Task instructions
Each record beneath this line is to be copied exactly.

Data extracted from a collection
- Opening Delimiter -

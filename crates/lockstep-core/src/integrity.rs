//! Content hashing and tamper detection

use crate::content::ContentCache;
use crate::error::{RestoreError, RestoreResult};
use crate::lockfile::PackageKey;
use base64::engine::general_purpose::STANDARD;
use base64::Engine;
use lockstep_model::{Diagnostic, ErrorCode};
use rayon::prelude::*;
use sha2::{Digest, Sha512};
use std::collections::HashMap;
use std::sync::Arc;

/// Base64 of the SHA-512 digest of `bytes`
pub fn content_hash(bytes: &[u8]) -> String {
    STANDARD.encode(Sha512::digest(bytes))
}

/// Hash the cached archive of every package.
///
/// Runs on the blocking pool and fans out over rayon. A package missing from
/// the cache is an I/O error.
pub async fn compute_hashes(
    cache: Arc<ContentCache>,
    packages: Vec<PackageKey>,
) -> RestoreResult<HashMap<PackageKey, String>> {
    tokio::task::spawn_blocking(move || {
        packages
            .into_par_iter()
            .map(|(id, version)| {
                let path = cache.package_file(&id, &version);
                let bytes = std::fs::read(&path).map_err(|e| RestoreError::io(&path, e))?;
                Ok(((id, version), content_hash(&bytes)))
            })
            .collect::<RestoreResult<HashMap<_, _>>>()
    })
    .await
    .map_err(|e| RestoreError::Task(e.to_string()))?
}

/// Compare recorded hashes against computed ones.
///
/// Packages without a recorded hash are not checked. Every mismatch is listed
/// in one diagnostic.
pub fn validate(
    expected: &HashMap<PackageKey, String>,
    actual: &HashMap<PackageKey, String>,
) -> Option<Diagnostic> {
    let mut mismatches: Vec<(&PackageKey, &String, &String)> = actual
        .iter()
        .filter_map(|(key, hash)| match expected.get(key) {
            Some(recorded) if recorded != hash => Some((key, recorded, hash)),
            _ => None,
        })
        .collect();
    if mismatches.is_empty() {
        return None;
    }
    mismatches.sort_by(|a, b| {
        a.0 .0
            .to_lowercase()
            .cmp(&b.0 .0.to_lowercase())
            .then_with(|| a.0 .1.cmp(&b.0 .1))
    });

    let details: Vec<String> = mismatches
        .iter()
        .map(|((id, version), recorded, hash)| {
            format!("{} {} (expected {}, actual {})", id, version, recorded, hash)
        })
        .collect();
    let mut diagnostic = Diagnostic::new(
        ErrorCode::ContentHashMismatch,
        format!(
            "Package content does not match the lock file: {}",
            details.join("; ")
        ),
    );
    if let [((id, _), _, _)] = mismatches.as_slice() {
        diagnostic = diagnostic.with_library(id.clone());
    }
    Some(diagnostic)
}

#[cfg(test)]
mod tests {
    use super::*;
    use crate::fs;
    use semver::Version;
    use tempfile::TempDir;

    fn key(id: &str, version: &str) -> PackageKey {
        (id.to_string(), Version::parse(version).unwrap())
    }

    #[test]
    fn test_hash_is_base64_sha512() {
        assert_eq!(
            content_hash(b""),
            "z4PhNX7vuL3xVChQ1m2AB9Yg5AULVxXcg/SpIdNs6c5H0NE8XYXysP+DGNKHfuwvY7kxvUdBeoGlODJ6+SfaPg=="
        );
    }

    #[test]
    fn test_single_diagnostic_lists_every_mismatch() {
        let expected = HashMap::from([
            (key("B", "1.0.0"), "bbb".to_string()),
            (key("A", "1.0.0"), "aaa".to_string()),
            (key("C", "1.0.0"), "ccc".to_string()),
        ]);
        let actual = HashMap::from([
            (key("A", "1.0.0"), "xxx".to_string()),
            (key("B", "1.0.0"), "yyy".to_string()),
            (key("C", "1.0.0"), "ccc".to_string()),
            (key("D", "1.0.0"), "ddd".to_string()),
        ]);

        let diagnostic = validate(&expected, &actual).unwrap();
        assert_eq!(diagnostic.code, ErrorCode::ContentHashMismatch);
        assert_eq!(
            diagnostic.message,
            "Package content does not match the lock file: \
             A 1.0.0 (expected aaa, actual xxx); B 1.0.0 (expected bbb, actual yyy)"
        );
        assert!(diagnostic.library_id.is_none());
    }

    #[test]
    fn test_matching_hashes_pass() {
        let hashes = HashMap::from([(key("A", "1.0.0"), "aaa".to_string())]);
        assert!(validate(&hashes, &hashes).is_none());
        assert!(validate(&HashMap::new(), &hashes).is_none());
    }

    #[tokio::test]
    async fn test_compute_hashes_reads_cache() {
        let dir = TempDir::new().unwrap();
        let cache = Arc::new(ContentCache::new(dir.path()));
        let version = Version::new(1, 0, 0);
        fs::write_atomic(&cache.package_file("A", &version), b"archive").unwrap();

        let hashes = compute_hashes(cache.clone(), vec![key("A", "1.0.0")]).await.unwrap();
        assert_eq!(hashes[&key("A", "1.0.0")], content_hash(b"archive"));

        let missing = compute_hashes(cache, vec![key("B", "1.0.0")]).await;
        assert!(matches!(missing, Err(RestoreError::Io { .. })));
    }
}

- Closing Delimiter -

Response
filename crates/lockstep-core/src/integrity.rs
//! Content hashing and tamper detection

use crate::content::ContentCache;
use crate::error::{RestoreError, RestoreResult};
use crate::lockfile::PackageKey;
use base64::engine::general_purpose::STANDARD;
use base64::Engine;
use lockstep_model::{Diagnostic, ErrorCode};
use rayon::prelude::*;
use sha2::{Digest, Sha512};
use std::collections::HashMap;
use std::sync::Arc;

/// Base64 of the SHA-512 digest of `bytes`
pub fn content_hash(bytes: &[u8]) -> String {
    STANDARD.encode(Sha512::digest(bytes))
}

/// Hash the cached archive of every package.
///
/// Runs on the blocking pool and fans out over rayon. A package missing from
/// the cache is an I/O error.
pub async fn compute_hashes(
    cache: Arc<ContentCache>,
    packages: Vec<PackageKey>,
) -> RestoreResult<HashMap<PackageKey, String>> {
    tokio::task::spawn_blocking(move || {
        packages
            .into_par_iter()
            .map(|(id, version)| {
                let path = cache.package_file(&id, &version);
                let bytes = std::fs::read(&path).map_err(|e| RestoreError::io(&path, e))?;
                Ok(((id, version), content_hash(&bytes)))
            })
            .collect::<RestoreResult<HashMap<_, _>>>()
    })
    .await
    .map_err(|e| RestoreError::Task(e.to_string()))?
}

/// Compare recorded hashes against computed ones.
///
/// Packages without a recorded hash are not checked. Every mismatch is listed
/// in one diagnostic.
pub fn validate(
    expected: &HashMap<PackageKey, String>,
    actual: &HashMap<PackageKey, String>,
) -> Option<Diagnostic> {
    let mut mismatches: Vec<(&PackageKey, &String, &String)> = actual
        .iter()
        .filter_map(|(key, hash)| match expected.get(key) {
            Some(recorded) if recorded != hash => Some((key, recorded, hash)),
            _ => None,
        })
        .collect();
    if mismatches.is_empty() {
        return None;
    }
    mismatches.sort_by(|a, b| {
        a.0 .0
            .to_lowercase()
            .cmp(&b.0 .0.to_lowercase())
            .then_with(|| a.0 .1.cmp(&b.0 .1))
    });

    let details: Vec<String> = mismatches
        .iter()
        .map(|((id, version), recorded, hash)| {
            format!("{} {} (expected {}, actual {})", id, version, recorded, hash)
        })
        .collect();
    let mut diagnostic = Diagnostic::new(
        ErrorCode::ContentHashMismatch,
        format!(
            "Package content does not match the lock file: {}",
            details.join("; ")
        ),
    );
    if let [((id, _), _, _)] = mismatches.as_slice() {
        diagnostic = diagnostic.with_library(id.clone());
    }
    Some(diagnostic)
}

#[cfg(test)]
mod tests {
    use super::*;
    use crate::fs;
    use semver::Version;
    use tempfile::TempDir;

    fn key(id: &str, version: &str) -> PackageKey {
        (id.to_string(), Version::parse(version).unwrap())
    }

    #[test]
    fn test_hash_is_base64_sha512() {
        assert_eq!(
            content_hash(b""),
            "z4PhNX7vuL3xVChQ1m2AB9Yg5AULVxXcg/SpIdNs6c5H0NE8XYXysP+DGNKHfuwvY7kxvUdBeoGlODJ6+SfaPg=="
        );
    }

    #[test]
    fn test_single_diagnostic_lists_every_mismatch() {
        let expected = HashMap::from([
            (key("B", "1.0.0"), "bbb".to_string()),
            (key("A", "1.0.0"), "aaa".to_string()),
            (key("C", "1.0.0"), "ccc".to_string()),
        ]);
        let actual = HashMap::from([
            (key("A", "1.0.0"), "xxx".to_string()),
            (key("B", "1.0.0"), "yyy".to_string()),
            (key("C", "1.0.0"), "ccc".to_string()),
            (key("D", "1.0.0"), "ddd".to_string()),
        ]);

        let diagnostic = validate(&expected, &actual).unwrap();
        assert_eq!(diagnostic.code, ErrorCode::ContentHashMismatch);
        assert_eq!(
            diagnostic.message,
            "Package content does not match the lock file: \
             A 1.0.0 (expected aaa, actual xxx); B 1.0.0 (expected bbb, actual yyy)"
        );
        assert!(diagnostic.library_id.is_none());
    }

    #[test]
    fn test_matching_hashes_pass() {
        let hashes = HashMap::from([(key("A", "1.0.0"), "aaa".to_string())]);
        assert!(validate(&hashes, &hashes).is_none());
        assert!(validate(&HashMap::new(), &hashes).is_none());
    }

    #[tokio::test]
    async fn test_compute_hashes_reads_cache() {
        let dir = TempDir::new().unwrap();
        let cache = Arc::new(ContentCache::new(dir.path()));
        let version = Version::new(1, 0, 0);
        fs::write_atomic(&cache.package_file("A", &version), b"archive").unwrap();

        let hashes = compute_hashes(cache.clone(), vec![key("A", "1.0.0")]).await.unwrap();
        assert_eq!(hashes[&key("A", "1.0.0")], content_hash(b"archive"));

        let missing = compute_hashes(cache, vec![key("B", "1.0.0")]).await;
        assert!(matches!(missing, Err(RestoreError::Io { .. })));
    }
}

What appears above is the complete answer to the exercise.